* Exercise prompt *
If a line in the records below holds the word "println", copy it.
*** Extracted material Section Begins ***
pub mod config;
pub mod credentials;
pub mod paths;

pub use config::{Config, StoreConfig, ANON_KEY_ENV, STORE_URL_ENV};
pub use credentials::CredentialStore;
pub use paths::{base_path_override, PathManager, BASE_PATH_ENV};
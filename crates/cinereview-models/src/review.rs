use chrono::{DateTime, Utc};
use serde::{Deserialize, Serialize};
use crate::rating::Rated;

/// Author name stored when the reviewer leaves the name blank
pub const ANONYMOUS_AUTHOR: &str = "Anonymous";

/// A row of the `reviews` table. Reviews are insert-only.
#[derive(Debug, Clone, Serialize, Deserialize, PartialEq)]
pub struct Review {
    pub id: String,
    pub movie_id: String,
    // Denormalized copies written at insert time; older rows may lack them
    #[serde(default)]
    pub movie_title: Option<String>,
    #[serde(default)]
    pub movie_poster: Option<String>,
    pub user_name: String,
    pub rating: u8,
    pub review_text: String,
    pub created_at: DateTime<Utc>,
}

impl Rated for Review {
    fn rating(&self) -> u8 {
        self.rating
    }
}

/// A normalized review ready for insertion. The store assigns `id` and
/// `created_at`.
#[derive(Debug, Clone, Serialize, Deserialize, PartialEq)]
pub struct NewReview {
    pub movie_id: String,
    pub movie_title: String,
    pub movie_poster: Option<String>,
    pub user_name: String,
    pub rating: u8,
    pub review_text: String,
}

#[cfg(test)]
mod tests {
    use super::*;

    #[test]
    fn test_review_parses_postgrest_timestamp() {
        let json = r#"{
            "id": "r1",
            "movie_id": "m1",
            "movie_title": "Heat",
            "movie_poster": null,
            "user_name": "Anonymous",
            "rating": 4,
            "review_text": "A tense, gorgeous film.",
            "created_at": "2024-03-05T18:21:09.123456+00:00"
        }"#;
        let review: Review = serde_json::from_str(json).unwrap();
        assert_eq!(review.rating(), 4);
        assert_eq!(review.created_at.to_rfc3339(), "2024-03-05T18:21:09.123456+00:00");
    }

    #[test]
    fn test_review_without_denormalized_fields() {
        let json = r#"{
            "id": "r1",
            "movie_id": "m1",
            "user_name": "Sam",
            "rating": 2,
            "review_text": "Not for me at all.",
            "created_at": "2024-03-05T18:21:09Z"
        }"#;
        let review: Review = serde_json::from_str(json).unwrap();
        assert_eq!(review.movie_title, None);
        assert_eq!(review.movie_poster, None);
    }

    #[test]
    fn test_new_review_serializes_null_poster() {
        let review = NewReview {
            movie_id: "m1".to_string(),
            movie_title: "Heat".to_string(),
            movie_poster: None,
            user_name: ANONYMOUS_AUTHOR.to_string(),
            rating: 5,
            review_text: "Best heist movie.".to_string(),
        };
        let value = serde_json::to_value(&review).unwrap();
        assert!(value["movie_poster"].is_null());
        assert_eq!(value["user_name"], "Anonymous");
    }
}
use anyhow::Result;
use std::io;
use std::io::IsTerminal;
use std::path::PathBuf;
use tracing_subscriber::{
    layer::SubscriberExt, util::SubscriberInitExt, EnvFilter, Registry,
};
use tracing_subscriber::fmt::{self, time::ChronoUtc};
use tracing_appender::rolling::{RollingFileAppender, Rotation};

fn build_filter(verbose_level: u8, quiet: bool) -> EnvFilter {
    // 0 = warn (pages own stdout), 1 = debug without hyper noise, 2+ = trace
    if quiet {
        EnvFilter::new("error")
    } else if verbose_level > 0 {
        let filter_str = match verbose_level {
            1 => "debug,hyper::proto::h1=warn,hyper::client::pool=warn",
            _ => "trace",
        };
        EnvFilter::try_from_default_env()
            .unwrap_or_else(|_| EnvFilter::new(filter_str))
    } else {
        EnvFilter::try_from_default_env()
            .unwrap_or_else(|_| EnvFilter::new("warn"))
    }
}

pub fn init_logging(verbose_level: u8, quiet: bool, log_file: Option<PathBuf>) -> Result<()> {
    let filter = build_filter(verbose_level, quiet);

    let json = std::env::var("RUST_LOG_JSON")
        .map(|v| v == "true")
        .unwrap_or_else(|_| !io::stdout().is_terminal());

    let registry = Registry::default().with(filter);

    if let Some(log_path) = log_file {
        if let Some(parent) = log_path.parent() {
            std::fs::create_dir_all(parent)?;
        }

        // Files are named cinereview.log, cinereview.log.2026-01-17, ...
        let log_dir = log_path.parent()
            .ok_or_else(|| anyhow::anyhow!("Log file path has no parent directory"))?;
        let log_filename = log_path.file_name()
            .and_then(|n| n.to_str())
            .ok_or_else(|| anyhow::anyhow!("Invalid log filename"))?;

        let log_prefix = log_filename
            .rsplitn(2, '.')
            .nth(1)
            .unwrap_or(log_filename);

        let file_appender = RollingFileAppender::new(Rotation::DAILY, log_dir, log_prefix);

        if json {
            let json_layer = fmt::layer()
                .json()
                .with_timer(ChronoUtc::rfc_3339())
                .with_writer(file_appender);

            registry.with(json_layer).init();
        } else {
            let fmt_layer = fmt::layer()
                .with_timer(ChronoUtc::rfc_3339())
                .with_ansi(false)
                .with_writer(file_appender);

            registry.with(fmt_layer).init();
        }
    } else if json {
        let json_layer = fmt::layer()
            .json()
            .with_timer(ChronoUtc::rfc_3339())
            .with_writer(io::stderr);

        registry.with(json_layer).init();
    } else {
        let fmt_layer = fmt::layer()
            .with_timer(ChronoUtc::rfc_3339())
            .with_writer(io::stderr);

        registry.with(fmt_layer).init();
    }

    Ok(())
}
*** Extracted material Section Ends ***
*** Extracted material Section Begins ***
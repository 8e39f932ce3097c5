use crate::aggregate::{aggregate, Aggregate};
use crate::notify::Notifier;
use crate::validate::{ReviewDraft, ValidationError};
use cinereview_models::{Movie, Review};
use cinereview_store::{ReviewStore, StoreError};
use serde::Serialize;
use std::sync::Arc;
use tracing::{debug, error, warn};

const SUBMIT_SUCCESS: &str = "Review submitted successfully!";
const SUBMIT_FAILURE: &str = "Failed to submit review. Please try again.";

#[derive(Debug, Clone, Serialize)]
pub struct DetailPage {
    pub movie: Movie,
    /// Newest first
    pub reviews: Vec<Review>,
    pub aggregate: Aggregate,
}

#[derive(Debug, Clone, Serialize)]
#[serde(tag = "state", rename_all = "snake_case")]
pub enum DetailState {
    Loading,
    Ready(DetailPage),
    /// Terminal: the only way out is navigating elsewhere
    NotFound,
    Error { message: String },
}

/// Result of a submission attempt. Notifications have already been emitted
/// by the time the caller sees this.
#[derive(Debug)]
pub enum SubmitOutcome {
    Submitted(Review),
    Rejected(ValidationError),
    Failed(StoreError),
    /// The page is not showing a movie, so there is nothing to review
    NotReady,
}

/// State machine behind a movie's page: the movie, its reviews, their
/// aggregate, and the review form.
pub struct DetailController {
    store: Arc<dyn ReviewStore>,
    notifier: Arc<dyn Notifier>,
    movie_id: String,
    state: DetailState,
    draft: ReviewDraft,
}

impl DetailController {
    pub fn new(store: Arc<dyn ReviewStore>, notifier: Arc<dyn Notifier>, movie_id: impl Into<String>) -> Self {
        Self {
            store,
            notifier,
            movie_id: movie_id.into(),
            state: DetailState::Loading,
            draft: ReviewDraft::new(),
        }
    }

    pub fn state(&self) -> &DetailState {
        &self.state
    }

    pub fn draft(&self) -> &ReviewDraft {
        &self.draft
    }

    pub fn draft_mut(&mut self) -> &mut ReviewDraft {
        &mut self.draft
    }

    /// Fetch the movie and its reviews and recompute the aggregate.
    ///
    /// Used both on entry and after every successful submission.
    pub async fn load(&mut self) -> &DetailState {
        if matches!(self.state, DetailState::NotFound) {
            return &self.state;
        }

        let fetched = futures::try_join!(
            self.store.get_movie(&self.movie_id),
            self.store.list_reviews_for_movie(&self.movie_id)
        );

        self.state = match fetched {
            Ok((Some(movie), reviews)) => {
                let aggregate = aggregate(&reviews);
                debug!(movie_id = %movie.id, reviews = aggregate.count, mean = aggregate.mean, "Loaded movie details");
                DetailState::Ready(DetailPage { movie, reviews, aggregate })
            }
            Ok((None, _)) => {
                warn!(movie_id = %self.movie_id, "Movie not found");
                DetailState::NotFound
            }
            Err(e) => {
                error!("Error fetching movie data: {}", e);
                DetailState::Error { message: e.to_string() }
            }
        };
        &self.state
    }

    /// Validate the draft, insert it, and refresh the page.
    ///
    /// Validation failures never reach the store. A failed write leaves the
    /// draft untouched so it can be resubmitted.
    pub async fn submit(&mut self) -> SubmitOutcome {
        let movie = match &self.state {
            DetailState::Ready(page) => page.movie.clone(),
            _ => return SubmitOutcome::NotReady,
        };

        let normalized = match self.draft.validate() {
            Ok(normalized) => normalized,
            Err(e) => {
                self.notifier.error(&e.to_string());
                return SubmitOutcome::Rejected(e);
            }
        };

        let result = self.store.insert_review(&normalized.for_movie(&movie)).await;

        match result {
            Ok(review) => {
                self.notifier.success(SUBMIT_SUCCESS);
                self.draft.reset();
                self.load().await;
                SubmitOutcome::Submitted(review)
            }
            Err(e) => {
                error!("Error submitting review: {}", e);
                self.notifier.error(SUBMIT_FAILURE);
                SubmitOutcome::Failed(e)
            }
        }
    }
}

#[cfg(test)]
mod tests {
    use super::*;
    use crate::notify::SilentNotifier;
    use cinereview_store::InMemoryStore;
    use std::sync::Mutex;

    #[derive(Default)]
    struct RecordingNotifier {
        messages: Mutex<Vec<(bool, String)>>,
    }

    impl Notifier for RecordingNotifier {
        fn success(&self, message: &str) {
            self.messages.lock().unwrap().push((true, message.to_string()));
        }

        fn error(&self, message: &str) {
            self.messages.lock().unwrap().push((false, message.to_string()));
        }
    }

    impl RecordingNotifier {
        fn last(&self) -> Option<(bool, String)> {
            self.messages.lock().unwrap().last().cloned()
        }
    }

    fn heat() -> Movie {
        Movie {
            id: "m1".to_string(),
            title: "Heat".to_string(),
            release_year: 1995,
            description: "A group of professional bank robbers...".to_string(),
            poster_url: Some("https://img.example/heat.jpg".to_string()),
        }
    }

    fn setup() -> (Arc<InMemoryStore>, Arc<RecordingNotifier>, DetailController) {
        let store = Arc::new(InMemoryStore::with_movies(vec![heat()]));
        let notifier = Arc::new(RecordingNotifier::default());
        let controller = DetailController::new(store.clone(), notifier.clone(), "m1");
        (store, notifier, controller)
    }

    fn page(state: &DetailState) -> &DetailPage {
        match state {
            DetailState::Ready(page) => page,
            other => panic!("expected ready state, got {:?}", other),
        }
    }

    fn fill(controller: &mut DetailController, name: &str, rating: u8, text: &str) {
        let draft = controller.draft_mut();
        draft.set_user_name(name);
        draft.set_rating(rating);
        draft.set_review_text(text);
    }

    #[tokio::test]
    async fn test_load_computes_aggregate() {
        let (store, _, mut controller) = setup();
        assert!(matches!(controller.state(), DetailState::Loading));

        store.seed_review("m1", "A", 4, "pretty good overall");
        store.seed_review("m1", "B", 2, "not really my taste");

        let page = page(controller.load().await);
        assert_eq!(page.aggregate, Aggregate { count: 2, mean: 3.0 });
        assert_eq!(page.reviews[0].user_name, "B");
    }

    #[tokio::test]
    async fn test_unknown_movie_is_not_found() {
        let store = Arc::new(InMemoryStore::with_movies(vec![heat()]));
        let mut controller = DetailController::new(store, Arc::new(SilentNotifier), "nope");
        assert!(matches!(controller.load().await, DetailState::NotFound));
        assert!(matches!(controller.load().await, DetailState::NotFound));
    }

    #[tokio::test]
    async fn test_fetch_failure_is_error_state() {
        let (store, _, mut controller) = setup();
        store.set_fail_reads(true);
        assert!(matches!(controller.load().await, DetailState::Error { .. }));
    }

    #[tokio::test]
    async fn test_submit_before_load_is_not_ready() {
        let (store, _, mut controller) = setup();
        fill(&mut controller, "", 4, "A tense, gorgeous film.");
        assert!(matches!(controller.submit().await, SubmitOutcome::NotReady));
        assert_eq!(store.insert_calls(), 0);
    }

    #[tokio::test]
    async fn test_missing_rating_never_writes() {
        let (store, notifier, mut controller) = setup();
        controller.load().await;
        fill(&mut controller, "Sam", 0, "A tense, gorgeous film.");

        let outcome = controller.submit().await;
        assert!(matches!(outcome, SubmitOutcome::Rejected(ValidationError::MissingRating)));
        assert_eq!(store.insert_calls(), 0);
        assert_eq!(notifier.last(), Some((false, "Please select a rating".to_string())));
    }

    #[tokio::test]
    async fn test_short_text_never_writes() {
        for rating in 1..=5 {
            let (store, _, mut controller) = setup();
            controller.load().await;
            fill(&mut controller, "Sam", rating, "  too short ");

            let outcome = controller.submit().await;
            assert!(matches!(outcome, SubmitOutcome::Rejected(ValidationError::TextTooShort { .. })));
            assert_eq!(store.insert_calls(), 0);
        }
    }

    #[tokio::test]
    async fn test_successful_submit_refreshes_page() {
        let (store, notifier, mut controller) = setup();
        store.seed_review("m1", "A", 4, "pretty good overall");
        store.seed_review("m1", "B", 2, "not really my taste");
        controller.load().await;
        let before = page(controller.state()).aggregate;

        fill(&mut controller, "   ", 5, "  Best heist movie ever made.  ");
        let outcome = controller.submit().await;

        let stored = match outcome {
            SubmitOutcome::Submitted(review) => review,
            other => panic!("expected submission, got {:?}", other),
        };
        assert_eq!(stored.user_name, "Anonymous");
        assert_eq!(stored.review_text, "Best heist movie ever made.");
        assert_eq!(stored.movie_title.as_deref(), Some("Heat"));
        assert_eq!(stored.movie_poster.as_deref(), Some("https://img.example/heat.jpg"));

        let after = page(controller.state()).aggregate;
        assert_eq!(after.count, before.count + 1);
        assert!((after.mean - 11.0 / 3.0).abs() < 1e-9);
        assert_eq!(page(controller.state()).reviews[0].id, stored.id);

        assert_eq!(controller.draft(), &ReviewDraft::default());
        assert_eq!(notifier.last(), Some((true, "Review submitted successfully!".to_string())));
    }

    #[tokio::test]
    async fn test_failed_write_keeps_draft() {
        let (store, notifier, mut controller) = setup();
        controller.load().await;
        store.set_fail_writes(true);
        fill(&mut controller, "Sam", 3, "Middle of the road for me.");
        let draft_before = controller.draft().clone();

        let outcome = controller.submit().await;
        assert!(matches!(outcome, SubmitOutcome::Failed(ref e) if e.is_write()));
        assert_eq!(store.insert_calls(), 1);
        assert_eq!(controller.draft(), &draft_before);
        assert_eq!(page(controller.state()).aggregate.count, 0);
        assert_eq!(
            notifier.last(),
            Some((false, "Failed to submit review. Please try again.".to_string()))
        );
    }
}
*** Extracted material Section Ends ***
*** Extracted material Section Begins ***
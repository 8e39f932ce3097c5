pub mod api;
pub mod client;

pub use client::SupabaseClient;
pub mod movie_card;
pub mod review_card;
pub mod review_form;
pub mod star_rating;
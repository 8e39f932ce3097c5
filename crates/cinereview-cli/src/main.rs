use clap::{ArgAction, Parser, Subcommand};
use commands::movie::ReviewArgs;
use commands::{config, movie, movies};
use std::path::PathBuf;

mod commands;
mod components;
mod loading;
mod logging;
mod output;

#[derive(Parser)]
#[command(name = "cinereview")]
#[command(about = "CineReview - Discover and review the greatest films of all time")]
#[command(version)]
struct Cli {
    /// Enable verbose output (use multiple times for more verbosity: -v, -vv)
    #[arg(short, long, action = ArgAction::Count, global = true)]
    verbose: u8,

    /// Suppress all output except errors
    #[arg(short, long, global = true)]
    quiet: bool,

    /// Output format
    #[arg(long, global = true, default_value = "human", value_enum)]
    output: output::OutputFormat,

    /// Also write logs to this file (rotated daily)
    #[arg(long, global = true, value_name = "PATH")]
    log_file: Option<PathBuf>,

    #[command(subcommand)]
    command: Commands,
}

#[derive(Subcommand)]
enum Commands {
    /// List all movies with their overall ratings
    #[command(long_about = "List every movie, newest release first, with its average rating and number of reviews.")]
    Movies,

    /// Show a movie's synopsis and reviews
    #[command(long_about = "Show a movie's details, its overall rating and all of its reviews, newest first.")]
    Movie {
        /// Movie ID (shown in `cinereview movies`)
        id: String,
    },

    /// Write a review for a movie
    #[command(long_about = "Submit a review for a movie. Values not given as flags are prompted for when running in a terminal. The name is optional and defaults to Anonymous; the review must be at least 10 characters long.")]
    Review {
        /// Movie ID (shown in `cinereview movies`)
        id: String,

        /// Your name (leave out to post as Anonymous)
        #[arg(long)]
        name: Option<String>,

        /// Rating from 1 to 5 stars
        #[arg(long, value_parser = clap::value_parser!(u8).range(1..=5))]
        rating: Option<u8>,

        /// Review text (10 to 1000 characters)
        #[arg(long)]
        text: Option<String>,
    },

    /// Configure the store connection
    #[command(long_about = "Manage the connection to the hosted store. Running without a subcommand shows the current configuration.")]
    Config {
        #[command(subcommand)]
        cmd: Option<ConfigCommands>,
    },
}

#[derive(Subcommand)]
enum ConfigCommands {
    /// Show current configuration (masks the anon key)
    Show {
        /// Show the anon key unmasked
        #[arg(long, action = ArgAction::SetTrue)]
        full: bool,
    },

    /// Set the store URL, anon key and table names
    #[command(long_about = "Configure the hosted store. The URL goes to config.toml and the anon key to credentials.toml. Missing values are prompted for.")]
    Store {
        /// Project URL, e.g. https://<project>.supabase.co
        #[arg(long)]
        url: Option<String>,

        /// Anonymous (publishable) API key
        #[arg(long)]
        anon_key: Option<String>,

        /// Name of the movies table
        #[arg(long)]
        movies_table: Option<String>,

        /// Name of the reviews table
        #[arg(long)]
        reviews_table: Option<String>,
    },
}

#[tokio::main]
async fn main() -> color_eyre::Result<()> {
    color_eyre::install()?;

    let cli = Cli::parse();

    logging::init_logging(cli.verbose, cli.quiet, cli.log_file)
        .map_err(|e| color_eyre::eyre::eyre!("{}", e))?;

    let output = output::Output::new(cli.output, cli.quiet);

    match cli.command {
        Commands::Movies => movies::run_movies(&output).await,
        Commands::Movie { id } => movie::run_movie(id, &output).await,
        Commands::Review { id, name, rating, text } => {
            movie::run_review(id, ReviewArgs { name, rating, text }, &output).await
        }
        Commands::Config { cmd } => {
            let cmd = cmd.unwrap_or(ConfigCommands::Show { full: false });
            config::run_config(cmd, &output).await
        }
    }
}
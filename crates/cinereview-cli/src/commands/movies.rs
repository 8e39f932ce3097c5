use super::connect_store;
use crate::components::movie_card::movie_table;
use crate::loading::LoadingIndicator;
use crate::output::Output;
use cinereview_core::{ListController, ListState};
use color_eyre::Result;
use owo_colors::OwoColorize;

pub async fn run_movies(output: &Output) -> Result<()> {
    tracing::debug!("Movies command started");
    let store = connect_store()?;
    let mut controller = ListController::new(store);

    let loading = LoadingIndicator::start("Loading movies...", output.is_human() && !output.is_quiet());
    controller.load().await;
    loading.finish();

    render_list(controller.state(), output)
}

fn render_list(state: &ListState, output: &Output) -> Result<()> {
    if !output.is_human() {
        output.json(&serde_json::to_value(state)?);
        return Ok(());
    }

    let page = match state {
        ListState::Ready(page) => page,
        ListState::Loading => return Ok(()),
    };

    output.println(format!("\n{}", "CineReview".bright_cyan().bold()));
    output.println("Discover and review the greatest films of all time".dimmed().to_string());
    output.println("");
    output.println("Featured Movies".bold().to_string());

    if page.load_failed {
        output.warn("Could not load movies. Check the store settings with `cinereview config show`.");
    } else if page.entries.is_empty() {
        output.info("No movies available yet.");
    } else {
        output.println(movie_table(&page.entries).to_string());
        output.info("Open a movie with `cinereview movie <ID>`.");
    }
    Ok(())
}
*** Extracted material Section Ends ***
* Answer space *
    output.println(format!("\n{}", "CineReview".bright_cyan().bold()));
    output.println("Discover and review the greatest films of all time".dimmed().to_string());
    output.println("");
    output.println("Featured Movies".bold().to_string());
        output.println(movie_table(&page.entries).to_string());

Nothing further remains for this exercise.